Herein is a checklist of possible contact/detainee questions that you can modify to suit your own situations:

“Do you have any guns, knives, Tasers, or bazookas on you?” (Get the most important stuff out of the way first.)

“Do you have any legal or illegal drugs in your possession or in your car?”

“When was the last time you used any drugs?”

“Where are you coming from or headed to?”

“Who’s in the car with you?”

“Do you mind if I search you? Your car? Your squeeze?”

“Have you been on parole or probation? Are you on parole or probation? Do you aspire to be on parole or probation?”

“Are you a registered Democrat?”

Think about it, there’s damn few demographics out there that theoretically can’t be cause for concern. Pick a race, and there’s some group that’s pushing their own ethnocentric agenda. Gender? Same. Age? Perhaps you’ve heard of the Gray Panthers?

Other political or ideological elements can be of concern. Save the whales, Greenpeace, and various other eco-warriors and animal lobbyists have their fringe elements as well.
So are you really out of line asking the same questions of anyone you come in contact with?

And if someone challenges you on it, simply ask them: Are you saying that I should be profiling? Are you nuts?

Hell, some may even find being the subject of your investigative attentions flattering (but don’t count on it).

I’m only speaking slightly tongue in cheek here. A little bit of salesmanship is in order and, just as placing a different emphasis on any one word can change the meaning of the whole sentence, so too can the manner in which you recite your script. A nice, easygoing smile will probably put the average motorist at ease while an assertive no BS presentation might well let the parolee know he’d best not be jiving you.

Whatever tack you take, don’t be self-conscious or insecure. Anything that makes you appear unsure of the legitimacy of your actions will only embolden detainees to challenge you on them. If you can reel off the questions quickly as though they are all too familiar to you, great, and if you’re able to recite the questions verbatim upon request, so much the better. Looks great in the field, on the stand, or standing tall in the watch commander’s office.

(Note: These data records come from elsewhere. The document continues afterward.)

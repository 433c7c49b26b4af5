// This Source Code Form is subject to the terms of the Mozilla Public
// License, v. 2.0. If a copy of the MPL was not distributed with this
// file, You can obtain one at https://mozilla.org/MPL/2.0/.

//! Per-face material indices
//!
//! Turns a [`SurfaceBinding`] into the material list and per-face index
//! list carried by a mesh. Semantic values are read positionally, aligned to
//! the surfaces that survived flattening.

use cityjson_lite_core::{CityObject, Geometry};
use cityjson_lite_geometry::{semantic_values, FlattenedGeometry};
use tracing::{debug, warn};

use crate::materials::{MaterialId, MaterialLibrary, SemanticResolver, SurfaceBinding};
use crate::types::Diagnostic;

/// Materials of one mesh plus the material slot used by each face.
#[derive(Debug, Clone, Default, PartialEq)]
pub struct ResolvedMaterials {
    /// Materials in slot order.
    pub materials: Vec<MaterialId>,
    /// Slot into `materials` for each face, `None` for no material.
    pub indices: Vec<Option<u32>>,
}

/// Bind materials for `geometry` and compute one index per flattened face.
///
/// Anomalies in the semantic values are reported through `diagnostics`
/// and never abort the import.
pub fn resolve_materials(
    resolver: &mut dyn SemanticResolver,
    geometry: &Geometry,
    object: &CityObject,
    flattened: &FlattenedGeometry,
    library: &mut MaterialLibrary,
    mesh_name: &str,
    diagnostics: &mut Vec<Diagnostic>,
) -> ResolvedMaterials {
    let face_count = flattened.len();

    match resolver.bind(geometry, object, library) {
        SurfaceBinding::Unbound => ResolvedMaterials {
            materials: Vec::new(),
            indices: vec![None; face_count],
        },
        SurfaceBinding::Uniform(id) => ResolvedMaterials {
            materials: vec![id],
            indices: vec![Some(0); face_count],
        },
        SurfaceBinding::PerSurface(materials) => {
            let values = semantic_values(geometry).unwrap_or_default();

            if values.len() > flattened.surface_count {
                warn!(
                    mesh = mesh_name,
                    surfaces = flattened.surface_count,
                    values = values.len(),
                    "More semantic values than surfaces, extra values ignored"
                );
                diagnostics.push(Diagnostic::SemanticsLengthMismatch {
                    mesh: mesh_name.to_string(),
                    surfaces: flattened.surface_count,
                    values: values.len(),
                });
            } else if values.len() < flattened.surface_count {
                debug!(
                    mesh = mesh_name,
                    surfaces = flattened.surface_count,
                    values = values.len(),
                    "Fewer semantic values than surfaces"
                );
            }

            let indices = flattened
                .source_slots
                .iter()
                .map(|&slot| match values.get(slot).copied().flatten() {
                    Some(value) if (value as usize) < materials.len() => Some(value),
                    Some(value) => {
                        warn!(
                            mesh = mesh_name,
                            index = value,
                            surfaces = materials.len(),
                            "Semantic value points past the surface list"
                        );
                        diagnostics.push(Diagnostic::SemanticIndexOutOfRange {
                            mesh: mesh_name.to_string(),
                            index: value,
                            surfaces: materials.len(),
                        });
                        None
                    }
                    None => None,
                })
                .collect();

            ResolvedMaterials { materials, indices }
        }
    }
}
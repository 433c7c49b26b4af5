// This Source Code Form is subject to the terms of the Mozilla Public
// License, v. 2.0. If a copy of the MPL was not distributed with this
// file, You can obtain one at https://mozilla.org/MPL/2.0/.

//! Vertex compaction
//!
//! Copies the vertices a face list references out of the shared pool into a
//! local buffer and re-indexes the faces against it. Every reference gets its
//! own local vertex, in traversal order: two faces sharing a pool vertex end
//! up with two distinct local vertices, so unrelated faces are never welded.

use nalgebra::Point3;
use serde::Serialize;

use crate::flatten::Face;
use crate::normalize::VertexPool;
use crate::{Error, Result};

/// A self-contained polygon mesh
#[derive(Debug, Clone, Default, PartialEq, Serialize)]
pub struct CompactedMesh {
    /// Local vertex buffer
    pub vertices: Vec<Point3<f64>>,
    /// Faces indexing into `vertices`
    pub faces: Vec<Face>,
}

impl CompactedMesh {
    #[inline]
    pub fn vertex_count(&self) -> usize {
        self.vertices.len()
    }

    #[inline]
    pub fn face_count(&self) -> usize {
        self.faces.len()
    }

    #[inline]
    pub fn is_empty(&self) -> bool {
        self.faces.is_empty()
    }
}

/// Build a local vertex buffer for `faces`.
///
/// The result satisfies `vertices.len() == faces.iter().map(len).sum()` and
/// keeps per-face vertex order. Fails if a face references past the pool.
pub fn compact_faces(pool: &VertexPool, faces: &[Face]) -> Result<CompactedMesh> {
    let total: usize = faces.iter().map(|f| f.len()).sum();
    let mut vertices = Vec::with_capacity(total);
    let mut local_faces = Vec::with_capacity(faces.len());

    for face in faces {
        let mut local = Face::with_capacity(face.len());
        for &index in face {
            let point = pool.get(index).ok_or(Error::VertexIndexOutOfRange {
                index,
                len: pool.len(),
            })?;
            local.push(vertices.len() as u32);
            vertices.push(*point);
        }
        local_faces.push(local);
    }

    Ok(CompactedMesh {
        vertices,
        faces: local_faces,
    })
}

True, your detainees may elect not to answer your questions, and it would probably be in the interests of most low-life, non-law abiding citizens not to. Indeed, should you happen across the infrequent Professor Moriarty, Lex Luthor, Hannibal Lector, or some other criminal genius, you may have to try another route or forego any further investigation altogether.

But you’ll probably find out a hell of a lot more and find it out a hell of a lot quicker than if you don’t ask.

And at the very least you won’t kick yourself later for not having asked them in the first place.

Comments (2)

Displaying 1 - 2 of 2

David Moore S-55 @ 5/7/2009 8:47 PM

Great article - It's all about how something is said consensual encounter he or she is free to go no implied detention or arrest until needed. May I, Can I, Do you mind if, you would mind if? Or even the simple walk up to a citizen in public place and start a conversation. FI's 3X5 are valuable but, with so much fear of big brother ACLU or ruffled feathers liability, it seems to be a forgotten art in some places/Departments. All it requires is the reasonable suspicion, based on your training and balancing weighting and meshing various factors to succeed and be safe in the process. All that’s required is conveying this same information to a Field Sgt who pulls up to back you, DA or in court. Or as Jack Webb always said just the facts!:-)

ggarciaiceman @ 6/12/2009 10:48 AM

FI's are key in police work. Your consenual encounter could in the future be a potential suspect. Having documented the contact with the subjects creates a paper trail for detectives. One tact that works for me, which I learned from my FTO's is asking open-ended questions, i.e; "When was the last time you got arrested" and avoiding questions that give you a YES or NO response.